■ WHAT TO DO ■
Your answer should consist of the lines holding "Some", copied from the material below.

■ THE INPUT ■
_ _ _
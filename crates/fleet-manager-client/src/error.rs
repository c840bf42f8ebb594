//! Fleet manager client errors

use thiserror::Error;

/// Errors that can occur when talking to the fleet manager
#[derive(Debug, Error)]
pub enum FleetManagerError {
    /// HTTP request/response error
    #[error("HTTP error: {0}")]
    Http(#[from] reqwest::Error),

    /// Fleet manager answered with a non-success status
    #[error("Fleet manager API error: {0}")]
    Api(String),

    /// JSON serialization/deserialization error
    #[error("Serialization error: {0}")]
    Serialization(#[from] serde_json::Error),

    /// Token rejected (401/403)
    #[error("Authentication failed: {0}")]
    Authentication(String),
}
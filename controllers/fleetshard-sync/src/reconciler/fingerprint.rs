//! Change detection over the desired state
//!
//! MD5 over the JSON serialization of a `ManagedCentral`. Map-valued fields
//! are `BTreeMap`s, so equal content serializes to equal bytes.

use std::sync::{Mutex, PoisonError};

use crds::ManagedCentral;

use crate::error::ControllerError;

pub type Fingerprint = [u8; 16];

pub fn compute(central: &ManagedCentral) -> Result<Fingerprint, ControllerError> {
    let bytes = serde_json::to_vec(central).map_err(ControllerError::Fingerprint)?;
    Ok(md5::compute(bytes).0)
}

/// Fingerprint of the last desired state that reconciled successfully
#[derive(Debug, Default)]
pub struct FingerprintCache {
    last: Mutex<Option<Fingerprint>>,
}

impl FingerprintCache {
    /// True unless `current` equals the recorded fingerprint
    pub fn changed(&self, current: &Fingerprint) -> bool {
        let last = self.last.lock().unwrap_or_else(PoisonError::into_inner);
        last.as_ref() != Some(current)
    }

    /// Only called once a pass has fully succeeded
    pub fn record(&self, fingerprint: Fingerprint) {
        *self.last.lock().unwrap_or_else(PoisonError::into_inner) = Some(fingerprint);
    }
}

#[cfg(test)]
mod tests {
    use super::*;
    use crate::test_utils::managed_central;

    #[test]
    fn test_first_call_is_changed() {
        let cache = FingerprintCache::default();
        let fp = compute(&managed_central("abc")).unwrap();
        assert!(cache.changed(&fp));
    }

    #[test]
    fn test_equal_content_is_unchanged() {
        let cache = FingerprintCache::default();
        cache.record(compute(&managed_central("abc")).unwrap());

        assert!(!cache.changed(&compute(&managed_central("abc")).unwrap()));
    }

    #[test]
    fn test_any_field_change_is_detected() {
        let cache = FingerprintCache::default();
        let original = managed_central("abc");
        cache.record(compute(&original).unwrap());

        let mut sized = original.clone();
        sized
            .spec
            .central
            .resources
            .limits
            .insert("cpu".to_string(), "2".to_string());
        assert!(cache.changed(&compute(&sized).unwrap()));

        let mut promoted = original.clone();
        promoted.request_status = "ready".to_string();
        assert!(cache.changed(&compute(&promoted).unwrap()));

        let mut deleting = original;
        deleting.metadata.deletion_timestamp = Some("2024-01-01T00:00:00Z".to_string());
        assert!(cache.changed(&compute(&deleting).unwrap()));
    }
}
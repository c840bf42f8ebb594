//! Mock FleetManagerClient for unit testing

use std::collections::BTreeMap;
use std::sync::{Arc, Mutex};

use crds::{DataPlaneCentralStatus, ManagedCentral, ManagedCentralList};

use crate::error::FleetManagerError;
use crate::fleet_manager_trait::FleetManagerClientTrait;

/// In-memory fleet manager
///
/// Serves whatever centrals were registered with [`MockFleetManagerClient::set_centrals`]
/// and records every status update for later inspection.
#[derive(Debug, Clone, Default)]
pub struct MockFleetManagerClient {
    centrals: Arc<Mutex<Vec<ManagedCentral>>>,
    status_updates: Arc<Mutex<Vec<BTreeMap<String, DataPlaneCentralStatus>>>>,
    fail_list: Arc<Mutex<bool>>,
}

impl MockFleetManagerClient {
    pub fn new() -> Self {
        Self::default()
    }

    /// Replace the centrals served by `get_managed_centrals` (for test setup)
    pub fn set_centrals(&self, centrals: Vec<ManagedCentral>) {
        *self.centrals.lock().unwrap() = centrals;
    }

    /// Make `get_managed_centrals` fail (for test setup)
    pub fn set_fail_list(&self, fail: bool) {
        *self.fail_list.lock().unwrap() = fail;
    }

    /// All status updates received so far, oldest first
    pub fn status_updates(&self) -> Vec<BTreeMap<String, DataPlaneCentralStatus>> {
        self.status_updates.lock().unwrap().clone()
    }
}

#[async_trait::async_trait]
impl FleetManagerClientTrait for MockFleetManagerClient {
    async fn get_managed_centrals(&self) -> Result<ManagedCentralList, FleetManagerError> {
        if *self.fail_list.lock().unwrap() {
            return Err(FleetManagerError::Api("list managed centrals failed: 503".to_string()));
        }
        Ok(ManagedCentralList {
            kind: "ManagedCentralList".to_string(),
            items: self.centrals.lock().unwrap().clone(),
        })
    }

    async fn update_status(
        &self,
        statuses: &BTreeMap<String, DataPlaneCentralStatus>,
    ) -> Result<(), FleetManagerError> {
        self.status_updates.lock().unwrap().push(statuses.clone());
        Ok(())
    }
}
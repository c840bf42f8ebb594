//! Per-central convergence engine.
//!
//! One [`CentralReconciler`] serves one central for its whole lifetime. Each
//! call to [`CentralReconciler::reconcile`] re-reads the cluster, converges it
//! one step at a time and reports the resulting status. Nothing is retried
//! inside a call; the caller re-invokes later and every step is idempotent.
//!
//! - `guard`: single-flight flag
//! - `fingerprint`: change detection over the desired state
//! - `revision`: update counter kept on the Central CR
//! - `resources`: target Central built from the desired state
//! - `namespace`, `chart_resources`, `vpa`, `routes`: per-kind convergers
//! - `deletion`: ordered teardown
//! - `auth_provider`: SSO auth provider inside the tenant's Central
//! - `status`: readiness probe and reported status

pub mod auth_provider;
pub mod chart_resources;
pub mod deletion;
pub mod fingerprint;
pub mod guard;
pub mod namespace;
pub mod resources;
pub mod revision;
pub mod routes;
pub mod status;
pub mod vpa;


use std::sync::Arc;
use std::sync::atomic::{AtomicBool, Ordering};

use cluster_client::ClusterClientTrait;
use crds::{DataPlaneCentralStatus, ManagedCentral, RequestStatus};
use tracing::{debug, info};

use crate::charts::{self, Chart};
use crate::error::ControllerError;
use auth_provider::AuthProviderClient;
use fingerprint::FingerprintCache;
use guard::ConcurrencyGuard;

/// Static behavior shared by every reconciler of a runtime
#[derive(Debug, Clone, Default)]
pub struct ReconcilerOptions {
    /// Expose Central through OpenShift routes
    pub use_routes: bool,
    /// Set up the Red Hat SSO auth provider once Central is ready
    pub wants_auth_provider: bool,
    /// Overrides the egress proxy image of the tenant resources chart
    pub egress_proxy_image: String,
}

/// Reconciles one managed central
///
/// Cross-call state is limited to the single-flight flag, the fingerprint of
/// the last fully successful pass and whether the auth provider is known to
/// exist. The fingerprint only changes at the very end of a successful pass;
/// the auth provider flag only after a successful probe or creation.
pub struct CentralReconciler {
    cluster: Arc<dyn ClusterClientTrait>,
    auth_provider: Arc<dyn AuthProviderClient>,
    options: ReconcilerOptions,
    chart: Chart,
    guard: ConcurrencyGuard,
    fingerprints: FingerprintCache,
    has_auth_provider: AtomicBool,
}

impl std::fmt::Debug for CentralReconciler {
    fn fmt(&self, f: &mut std::fmt::Formatter<'_>) -> std::fmt::Result {
        f.debug_struct("CentralReconciler")
            .field("options", &self.options)
            .field("chart", &self.chart.name())
            .field("busy", &self.guard.is_blocked())
            .field("has_auth_provider", &self.has_auth_provider())
            .finish_non_exhaustive()
    }
}

impl CentralReconciler {
    pub fn new(
        cluster: Arc<dyn ClusterClientTrait>,
        auth_provider: Arc<dyn AuthProviderClient>,
        options: ReconcilerOptions,
    ) -> Self {
        Self {
            cluster,
            auth_provider,
            options,
            chart: charts::tenant_resources(),
            guard: ConcurrencyGuard::default(),
            fingerprints: FingerprintCache::default(),
            has_auth_provider: AtomicBool::new(false),
        }
    }

    pub fn has_auth_provider(&self) -> bool {
        self.has_auth_provider.load(Ordering::Acquire)
    }

    fn cluster(&self) -> &dyn ClusterClientTrait {
        self.cluster.as_ref()
    }

    /// Run one reconciliation pass for `desired`.
    ///
    /// Besides a status this returns one of three sentinel errors: `Busy`
    /// when another pass is in flight, `NotChanged` when there is nothing to
    /// do and `DeletionInProgress` while teardown has not been confirmed.
    /// None of them is a failure; the caller simply tries again later.
    pub async fn reconcile(&self, desired: &ManagedCentral) -> Result<DataPlaneCentralStatus, ControllerError> {
        let Some(_permit) = self.guard.try_acquire() else {
            debug!("Reconciliation of {} already in flight", desired.key());
            return Err(ControllerError::Busy);
        };

        let fingerprint = fingerprint::compute(desired)?;
        let changed = self.fingerprints.changed(&fingerprint);
        let request_status = desired.request_status();

        if !changed
            && self.options.wants_auth_provider == self.has_auth_provider()
            && request_status == RequestStatus::Ready
        {
            return Err(ControllerError::NotChanged);
        }

        let namespace = desired.metadata.namespace.as_str();
        let name = desired.metadata.name.as_str();
        let mut central = resources::build_central(desired, self.options.use_routes)?;

        // The provider may have been created by an earlier process
        if self.options.wants_auth_provider && !self.has_auth_provider() && self.auth_provider.exists(desired).await? {
            info!("Auth provider for {}/{} already exists", namespace, name);
            self.has_auth_provider.store(true, Ordering::Release);
        }
        if self.has_auth_provider() {
            central
                .spec
                .central
                .get_or_insert_with(Default::default)
                .admin_password_generation_disabled = Some(true);
        }

        if desired.is_deleting() {
            let objects = chart_resources::render(&self.chart, namespace, &self.options.egress_proxy_image)?;
            let deleted =
                deletion::ensure_deleted(self.cluster(), namespace, name, self.options.use_routes, &objects).await?;
            if deleted {
                info!("Central {}/{} deleted", namespace, name);
                return Ok(status::deleted());
            }
            return Err(ControllerError::DeletionInProgress);
        }

        namespace::ensure_exists(self.cluster(), namespace).await?;

        let objects = chart_resources::render(&self.chart, namespace, &self.options.egress_proxy_image)?;
        chart_resources::ensure_exist(self.cluster(), &objects).await?;

        self.apply_central(desired, central).await?;

        let mut tls_secret_found = true;
        if self.options.use_routes {
            match routes::ensure_exist(self.cluster(), desired).await {
                Ok(()) => {}
                Err(ControllerError::CentralTlsSecretNotFound(_)) => {
                    debug!("Central TLS secret not yet present in {}", namespace);
                    tls_secret_found = false;
                }
                Err(e) => return Err(e),
            }
        }

        let ready = status::deployment_ready(self.cluster(), namespace).await?;
        if !ready || !tls_secret_found {
            if request_status == RequestStatus::Provisioning && !changed {
                return Err(ControllerError::NotChanged);
            }
            return Ok(status::installing());
        }

        if self.options.wants_auth_provider && !self.has_auth_provider() && request_status != RequestStatus::Ready {
            self.auth_provider.create(desired).await?;
            self.has_auth_provider.store(true, Ordering::Release);
        }

        let mut reported = status::ready();
        // Routes were reported already once the fleet manager considers the central ready
        if self.options.use_routes && request_status != RequestStatus::Ready {
            reported.routes = routes::statuses(self.cluster(), namespace).await?;
        }

        self.fingerprints.record(fingerprint);
        Ok(reported)
    }

    /// Create the Central CR or copy the target spec over the existing one
    async fn apply_central(&self, desired: &ManagedCentral, mut central: crds::Central) -> Result<(), ControllerError> {
        let namespace = desired.metadata.namespace.as_str();
        let name = desired.metadata.name.as_str();

        match self.cluster().get_central(namespace, name).await {
            Err(e) if e.is_not_found() => {
                revision::initialize(&mut central);
                info!("Creating central {}/{}", namespace, name);
                self.cluster()
                    .create_central(&central)
                    .await
                    .map_err(|e| ControllerError::cluster(format!("creating new central {namespace}/{name}"), e))?;
                info!(
                    "Central {}/{} created at revision {}",
                    namespace,
                    name,
                    revision::current(&central).unwrap_or_default()
                );

                if resources::wants_autoscaling(desired) {
                    vpa::ensure_exists(self.cluster(), namespace).await?;
                }
            }
            Err(e) => {
                return Err(ControllerError::cluster(
                    format!("unable to check the existence of central {namespace}/{name}"),
                    e,
                ));
            }
            Ok(mut existing) => {
                existing.spec = central.spec;
                let revision = revision::increment(&mut existing)?;
                info!("Update central {}/{} to revision {}", namespace, name, revision);
                self.cluster()
                    .update_central(&existing)
                    .await
                    .map_err(|e| ControllerError::cluster(format!("updating central {namespace}/{name}"), e))?;

                if resources::wants_autoscaling(desired) {
                    vpa::ensure_exists(self.cluster(), namespace).await?;
                } else {
                    vpa::ensure_deleted(self.cluster(), namespace).await?;
                }
            }
        }
        Ok(())
    }
}
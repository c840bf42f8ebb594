//! Ordered teardown of everything a central owns
//!
//! Steps run in dependency order: routes, the Central CR, the VPA, the
//! chart objects and finally the namespace. Every step runs on each pass and
//! reports whether its resource is confirmed absent; the central counts as
//! deleted only when all of them agree within the same pass.

use cluster_client::{ClusterClientTrait, UnstructuredObject};
use tracing::{debug, info};

use super::{chart_resources, namespace, routes, vpa};
use crate::error::ControllerError;

async fn ensure_central_cr_deleted(
    cluster: &dyn ClusterClientTrait,
    namespace: &str,
    name: &str,
) -> Result<bool, ControllerError> {
    match cluster.get_central(namespace, name).await {
        Ok(_) => {}
        Err(e) if e.is_not_found() => return Ok(true),
        Err(e) => {
            return Err(ControllerError::cluster(
                format!("delete central CR {namespace}/{name}"),
                e,
            ));
        }
    }
    match cluster.delete_central(namespace, name).await {
        Ok(()) => {
            info!("Central CR {}/{} is marked for deletion", namespace, name);
            Ok(false)
        }
        Err(e) if e.is_not_found() => Ok(true),
        Err(e) => Err(ControllerError::cluster(
            format!("delete central CR {namespace}/{name}"),
            e,
        )),
    }
}

/// One deletion pass; `Ok(true)` once every dependent resource is gone
pub async fn ensure_deleted(
    cluster: &dyn ClusterClientTrait,
    namespace: &str,
    name: &str,
    use_routes: bool,
    chart_objects: &[UnstructuredObject],
) -> Result<bool, ControllerError> {
    let mut all_deleted = true;

    if use_routes {
        let reencrypt = routes::ensure_deleted(cluster, namespace, routes::REENCRYPT_ROUTE).await?;
        let passthrough = routes::ensure_deleted(cluster, namespace, routes::PASSTHROUGH_ROUTE).await?;
        all_deleted = all_deleted && reencrypt && passthrough;
    }

    let central = ensure_central_cr_deleted(cluster, namespace, name).await?;
    all_deleted = all_deleted && central;

    let vpa = vpa::ensure_deleted(cluster, namespace).await?;
    all_deleted = all_deleted && vpa;

    let chart = chart_resources::ensure_deleted(cluster, chart_objects).await?;
    all_deleted = all_deleted && chart;

    let ns = namespace::ensure_deleted(cluster, namespace).await?;
    all_deleted = all_deleted && ns;

    debug!(
        "Deletion pass for {}/{}: routes_enabled={} central={} vpa={} chart={} namespace={}",
        namespace, name, use_routes, central, vpa, chart, ns
    );
    Ok(all_deleted)
}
_ _ _
■ SOLVED PROBLEM ■
        last.as_ref() != Some(current)
        *self.last.lock().unwrap_or_else(PoisonError::into_inner) = Some(fingerprint);
        deleting.metadata.deletion_timestamp = Some("2024-01-01T00:00:00Z".to_string());
        let Some(_permit) = self.guard.try_acquire() else {
                .admin_password_generation_disabled = Some(true);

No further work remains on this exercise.